The on-going, first-hand tale of a journey through medical oncology... and what happens after.

Saturday, April 6, 2013

Guest Post: Becoming a Caregiver - How My Wife and I Dealt With Cancer

The following blog post was written by Cameron Von St. James, and I am posting it here at his request. It is a story of hope, and struggle, and persistent love, and honesty in the face of bad news. For those of you that want to contact him, please consider his blog (

In sidebar news, I am still "NED" but we are monitoring my insides every six months via CT scan and I meet with my liver surgeon and/or oncologist every three months. For now, all systems are "go."

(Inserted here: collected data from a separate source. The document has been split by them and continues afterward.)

//! Interactive chat room.
//!
//! Prints room events as they arrive and sends each stdin line as a
//! message. Lines starting with `/` are commands (see `ChatArgs`).

use tokio::io::{AsyncBufReadExt, BufReader};

use andromeda_core::{
    ChannelState, ChatMessage, MessageId, PresenceStatus, ReadReceipt, RoomEvent, TypingIndicator,
};

use crate::cli::{ChatArgs, GlobalOpts};
use crate::config::Context;
use crate::error::CliError;
use crate::output;

use super::require_login;

// ── Input parsing ───────────────────────────────────────────────────

#[derive(Debug, Clone, PartialEq, Eq)]
enum ChatInput {
    Message(String),
    Reply { to: MessageId, content: String },
    Read(MessageId),
    ToggleTyping,
    Quit,
    Empty,
}

fn parse_input(line: &str) -> Result<ChatInput, String> {
    let line = line.trim();
    if line.is_empty() {
        return Ok(ChatInput::Empty);
    }
    let Some(command) = line.strip_prefix('/') else {
        return Ok(ChatInput::Message(line.to_owned()));
    };

    let (name, rest) = command.split_once(' ').unwrap_or((command, ""));
    let rest = rest.trim();
    match name {
        "quit" | "q" => Ok(ChatInput::Quit),
        "typing" => Ok(ChatInput::ToggleTyping),
        "read" => parse_id(rest).map(ChatInput::Read),
        "reply" => {
            let (id, content) = rest.split_once(' ').unwrap_or((rest, ""));
            let content = content.trim();
            if content.is_empty() {
                return Err("usage: /reply <message-id> <text>".into());
            }
            Ok(ChatInput::Reply {
                to: parse_id(id)?,
                content: content.to_owned(),
            })
        }
        other => Err(format!(
            "unknown command '/{other}' (try /typing, /read, /reply, /quit)"
        )),
    }
}

fn parse_id(raw: &str) -> Result<MessageId, String> {
    raw.parse()
        .map_err(|_| format!("'{raw}' is not a message id"))
}

// ── Handler ─────────────────────────────────────────────────────────

#[allow(clippy::too_many_lines)]
pub async fn handle(ctx: &Context, args: ChatArgs, global: &GlobalOpts) -> Result<(), CliError> {
    require_login(ctx)?;

    let realtime = ctx.client.realtime();
    let color = output::should_color(&global.color);
    let me = ctx.client.session().current_user().map(|u| u.id);

    // Subscribe before connecting so nothing is missed
    let mut messages = realtime.messages();
    let mut typing = realtime.typing();
    let mut receipts = realtime.read_receipts();
    let mut presence = realtime.presence();
    let mut state = realtime.watch_chat_state();

    realtime.connect_chat(args.room);

    let mut lines = BufReader::new(tokio::io::stdin()).lines();
    let mut opened = false;
    let mut typing_on = false;

    let ctrl_c = tokio::signal::ctrl_c();
    tokio::pin!(ctrl_c);

    loop {
        tokio::select! {
            biased;

            _ = &mut ctrl_c => break,

            Ok(()) = state.changed() => {
                match *state.borrow_and_update() {
                    ChannelState::Open => {
                        opened = true;
                        if !global.quiet {
                            eprintln!("Joined room {}. Type to chat, /quit to leave.", args.room);
                        }
                    }
                    // Chat channels never reconnect
                    ChannelState::Closed if opened => {
                        return Err(CliError::ChannelClosed {
                            reason: format!("room {} connection closed", args.room),
                        });
                    }
                    ChannelState::Closed => {
                        return Err(CliError::ConnectionFailed {
                            url: ctx.client.config().ws_url.to_string(),
                            source: format!("could not join room {}", args.room).into(),
                        });
                    }
                    ChannelState::Connecting => {}
                }
            }

            Some(event) = messages.recv() => {
                let line = output::render_event(&global.output, &event, |e| format_message(e, color))?;
                output::print_output(&line, global.quiet);
            }

            Some(event) = typing.recv() => {
                if Some(event.event.user_id) != me {
                    let line = output::render_event(&global.output, &event, format_typing)?;
                    output::print_output(&line, global.quiet);
                }
            }

            Some(event) = receipts.recv() => {
                let line = output::render_event(&global.output, &event, |e| format_receipt(e, color))?;
                output::print_output(&line, global.quiet);
            }

            Some(event) = presence.recv() => {
                let line = output::render_event(&global.output, &event, format_presence)?;
                output::print_output(&line, global.quiet);
            }

            // Only read input once the room is joined
            line = lines.next_line(), if opened => {
                let Some(line) = line? else { break };
                let input = match parse_input(&line) {
                    Ok(input) => input,
                    Err(hint) => {
                        eprintln!("{hint}");
                        continue;
                    }
                };

                let sent = match input {
                    ChatInput::Empty => true,
                    ChatInput::Quit => break,
                    ChatInput::ToggleTyping => {
                        typing_on = !typing_on;
                        realtime.send_typing(typing_on)
                    }
                    ChatInput::Read(id) => realtime.mark_message_read(id),
                    ChatInput::Message(content) => realtime.send_chat_message(content, None),
                    ChatInput::Reply { to, content } => realtime.send_chat_message(content, Some(to)),
                };
                if !sent {
                    eprintln!("Not connected; input dropped");
                }
            }
        }
    }

    if typing_on {
        realtime.send_typing(false);
    }
    realtime.disconnect_chat();
    Ok(())
}

// ── Formatting ──────────────────────────────────────────────────────

fn format_message(event: &RoomEvent<ChatMessage>, color: bool) -> String {
    let msg = &event.event;
    let id = output::muted(&format!("#{}", msg.message_id), color);
    let reply = msg
        .reply_to
        .map(|to| output::muted(&format!(" (reply to #{to})"), color))
        .unwrap_or_default();
    format!(
        "{id} {}{reply}: {}",
        output::accent(&msg.sender_username, color),
        msg.content
    )
}

fn format_typing(event: &RoomEvent<TypingIndicator>) -> String {
    let indicator = &event.event;
    if indicator.is_typing {
        format!("{} is typing...", indicator.username)
    } else {
        format!("{} stopped typing", indicator.username)
    }
}

fn format_receipt(event: &RoomEvent<ReadReceipt>, color: bool) -> String {
    let receipt = &event.event;
    output::muted(
        &format!("user {} read #{}", receipt.user_id, receipt.message_id),
        color,
    )
}

fn format_presence(event: &RoomEvent<PresenceStatus>) -> String {
    let status = &event.event;
    let verb = if status.is_online() { "joined" } else { "left" };
    format!("{} {verb} the room", status.username)
}

#[cfg(test)]
mod tests {
    use super::*;
    use serde_json::json;

    #[test]
    fn plain_lines_are_messages() {
        assert_eq!(
            parse_input("  hello there "),
            Ok(ChatInput::Message("hello there".into()))
        );
        assert_eq!(parse_input("   "), Ok(ChatInput::Empty));
    }

    #[test]
    fn slash_commands() {
        assert_eq!(parse_input("/quit"), Ok(ChatInput::Quit));
        assert_eq!(parse_input("/typing"), Ok(ChatInput::ToggleTyping));
        assert_eq!(parse_input("/read 42"), Ok(ChatInput::Read(42)));
        assert_eq!(
            parse_input("/reply 7 sounds good"),
            Ok(ChatInput::Reply {
                to: 7,
                content: "sounds good".into()
            })
        );
    }

    #[test]
    fn malformed_commands_explain_themselves() {
        assert!(parse_input("/read abc").is_err_and(|e| e.contains("abc")));
        assert!(parse_input("/reply 7").is_err_and(|e| e.contains("usage")));
        assert!(parse_input("/shrug").is_err_and(|e| e.contains("/shrug")));
    }

    #[test]
    fn message_line_shows_sender_and_reply() {
        let event = RoomEvent {
            room_id: 3,
            event: serde_json::from_value::<ChatMessage>(json!({
                "message_id": 12,
                "content": "hi",
                "sender_id": 2,
                "sender_username": "grace",
                "reply_to": 10
            }))
            .expect("valid message"),
        };
        assert_eq!(format_message(&event, false), "#12 grace (reply to #10): hi");
    }

    #[test]
    fn presence_line() {
        let event = RoomEvent {
            room_id: 3,
            event: serde_json::from_value::<PresenceStatus>(json!({
                "user_id": 2,
                "username": "grace",
                "status": "offline"
            }))
            .expect("valid presence"),
        };
        assert_eq!(format_presence(&event), "grace left the room");
    }
}
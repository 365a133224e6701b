// ── Persistent session backends ──
//
// `FileStorage` keeps one small JSON object per profile in the data
// directory; `KeyringStorage` puts each key in the OS keychain. Both
// implement `andromeda_core::SessionStorage`.

use std::collections::BTreeMap;
use std::io::Write;
use std::path::{Path, PathBuf};
use std::sync::{Arc, Mutex, PoisonError};

use andromeda_core::{MemoryStorage, SessionStorage, StorageError, StorageKey};
use tempfile::NamedTempFile;
use tracing::{debug, warn};

use crate::{KEYRING_SERVICE, TokenStore, sessions_dir};

/// Open the session backend selected by `kind` for `profile`.
pub fn open_storage(kind: TokenStore, profile: &str) -> Arc<dyn SessionStorage> {
    match kind {
        TokenStore::File => Arc::new(FileStorage::new(
            sessions_dir().join(format!("{profile}.json")),
        )),
        TokenStore::Keyring => Arc::new(KeyringStorage::new(profile)),
        TokenStore::Memory => Arc::new(MemoryStorage::new()),
    }
}

// ── File ────────────────────────────────────────────────────────────

/// JSON file holding `{ "access_token": ..., "refresh_token": ..., "user": ... }`.
///
/// Every write replaces the whole file through an owner-only temporary
/// file and a rename; a file left without keys is deleted. A file that
/// does not parse is treated as empty by writes, so a new login or a
/// logout replaces it.
#[derive(Debug)]
pub struct FileStorage {
    path: PathBuf,
    lock: Mutex<()>,
}

impl FileStorage {
    pub fn new(path: impl Into<PathBuf>) -> Self {
        Self {
            path: path.into(),
            lock: Mutex::new(()),
        }
    }

    pub fn path(&self) -> &Path {
        &self.path
    }

    fn read_entries(&self) -> Result<BTreeMap<String, String>, StorageError> {
        match std::fs::read_to_string(&self.path) {
            Ok(raw) => Ok(serde_json::from_str(&raw)?),
            Err(e) if e.kind() == std::io::ErrorKind::NotFound => Ok(BTreeMap::new()),
            Err(e) => Err(e.into()),
        }
    }

    fn write_entries(&self, entries: &BTreeMap<String, String>) -> Result<(), StorageError> {
        if entries.is_empty() {
            return self.remove_file();
        }

        let parent = match self.path.parent() {
            Some(parent) if !parent.as_os_str().is_empty() => parent,
            _ => Path::new("."),
        };
        std::fs::create_dir_all(parent)?;

        // NamedTempFile is created 0600 on unix
        let mut file = NamedTempFile::new_in(parent)?;
        file.write_all(serde_json::to_string_pretty(entries)?.as_bytes())?;
        file.as_file().sync_all()?;
        file.persist(&self.path).map_err(|e| e.error)?;
        debug!(path = %self.path.display(), "session file written");
        Ok(())
    }

    fn remove_file(&self) -> Result<(), StorageError> {
        match std::fs::remove_file(&self.path) {
            Err(e) if e.kind() != std::io::ErrorKind::NotFound => Err(e.into()),
            _ => Ok(()),
        }
    }

    fn modify(
        &self,
        f: impl FnOnce(&mut BTreeMap<String, String>),
    ) -> Result<(), StorageError> {
        let _guard = self.lock.lock().unwrap_or_else(PoisonError::into_inner);
        let mut entries = match self.read_entries() {
            Ok(entries) => entries,
            Err(StorageError::Serde(e)) => {
                warn!(path = %self.path.display(), error = %e, "discarding unreadable session file");
                BTreeMap::new()
            }
            Err(e) => return Err(e),
        };
        f(&mut entries);
        self.write_entries(&entries)
    }
}

impl SessionStorage for FileStorage {
    fn load(&self, key: StorageKey) -> Result<Option<String>, StorageError> {
        let _guard = self.lock.lock().unwrap_or_else(PoisonError::into_inner);
        Ok(self.read_entries()?.remove(key.as_ref()))
    }

    fn store(&self, key: StorageKey, value: &str) -> Result<(), StorageError> {
        self.modify(|entries| {
            entries.insert(key.to_string(), value.to_owned());
        })
    }

    fn remove(&self, key: StorageKey) -> Result<(), StorageError> {
        self.modify(|entries| {
            entries.remove(key.as_ref());
        })
    }

    fn clear(&self) -> Result<(), StorageError> {
        let _guard = self.lock.lock().unwrap_or_else(PoisonError::into_inner);
        self.remove_file()
    }
}

// ── Keyring ─────────────────────────────────────────────────────────

/// One keychain entry per key, named `{profile}/{key}`.
#[derive(Debug, Clone)]
pub struct KeyringStorage {
    profile: String,
}

impl KeyringStorage {
    pub fn new(profile: impl Into<String>) -> Self {
        Self {
            profile: profile.into(),
        }
    }

    fn entry(&self, key: StorageKey) -> Result<keyring::Entry, StorageError> {
        keyring::Entry::new(KEYRING_SERVICE, &format!("{}/{key}", self.profile))
            .map_err(keyring_error)
    }
}

impl SessionStorage for KeyringStorage {
    fn load(&self, key: StorageKey) -> Result<Option<String>, StorageError> {
        match self.entry(key)?.get_password() {
            Ok(value) => Ok(Some(value)),
            Err(keyring::Error::NoEntry) => Ok(None),
            Err(e) => Err(keyring_error(e)),
        }
    }

    fn store(&self, key: StorageKey, value: &str) -> Result<(), StorageError> {
        self.entry(key)?.set_password(value).map_err(keyring_error)
    }

    fn remove(&self, key: StorageKey) -> Result<(), StorageError> {
        match self.entry(key)?.delete_credential() {
            Ok(()) | Err(keyring::Error::NoEntry) => Ok(()),
            Err(e) => Err(keyring_error(e)),
        }
    }
}

#[allow(clippy::needless_pass_by_value)]
fn keyring_error(err: keyring::Error) -> StorageError {
    StorageError::Backend(err.to_string())
}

GUEST POST: "My wife has often said that she has no idea how hard it was for me when she was diagnosed with mesothelioma. I still remember that day like it was yesterday. It was three months after Heather gave birth to our daughter, Lily. Those three months were filled with hope and joy and happiness. All of that was stolen from our lives when Heather’s doctor looked at her and told her about her cancer. I remember wondering how we were going to get through this.

I was angry. I was so angry that sometimes I was only able to use profane language to communicate. I quickly realized, however, that I needed to gain control of my emotions and be strong for my wife. She needed someone with optimism and strength; she needed me to be her rock. It wasn’t easy for me, but I managed to do it. This time in our lives was very difficult and very busy. I was overwhelmed with all the responsibilities that I’d been given. I was working, taking care of my wife and daughter, making travel arrangements, and taking care of our pets and home. If it wasn’t for all the help our loved ones offered during this time, I’m not sure how I would have made it through.

Of everything we endured while my wife suffered from cancer, it was my two-month separation from Heather and Lily that was the most difficult on me. Lily was in South Dakota with Heather’s parents, while Heather and I were in Boston for her surgery. Heather left Boston and flew to South Dakota to be with Lily and her parents for her recovery immediately after her surgery. She needed the recovery time to prepare for her next phase of mesothelioma treatment: radiation and chemotherapy. Because I had to stay behind to work, I saw Heather and Lily only one time. It wasn’t an easy decision to make, but we had to do what was best for our family. Fortunately, we had Heather’s parents in our lives to help her with Lily and her recovery so that I could work to continue supporting our family.

The one time I saw my wife and daughter was when I drove 11 hours in a snowstorm to see them. I left Friday after work and had to be home in time to go back to work on Monday morning. The trip was long, exhausting, and entirely too short. I was only able to spend Saturday and a few hours on Sunday morning with the two of them, before driving back home for work on Monday.

This was not an easy time in my life, but it was something I don’t look back on with regret. We were very fortunate to have the ability to make the decisions we made. All the help that was offered to us was invaluable, and it was because of this help that I was able to prioritize the many things that needed doing and help my family. What I learned most was that I had to accept help as it was offered to me. Without this help, I don’t know what we would have done.

When Heather first received her diagnosis, we learned that most mesothelioma patients typically have a life expectancy measured in months. It was difficult to hold on to hope when presented with information like that. However, my family stuck together and stayed strong, and Heather has defied the odds. After intense treatment and with a never-give-up attitude, months turned into years. Heather is here, healthy and cancer free, over six years later, and we couldn’t be more thankful for the second chance we’ve been given. Heather has been able to watch our daughter grow up, and our lives have returned to a state of relative normalcy. We hope that our story can be a source of hope and optimism for people currently struggling with cancer."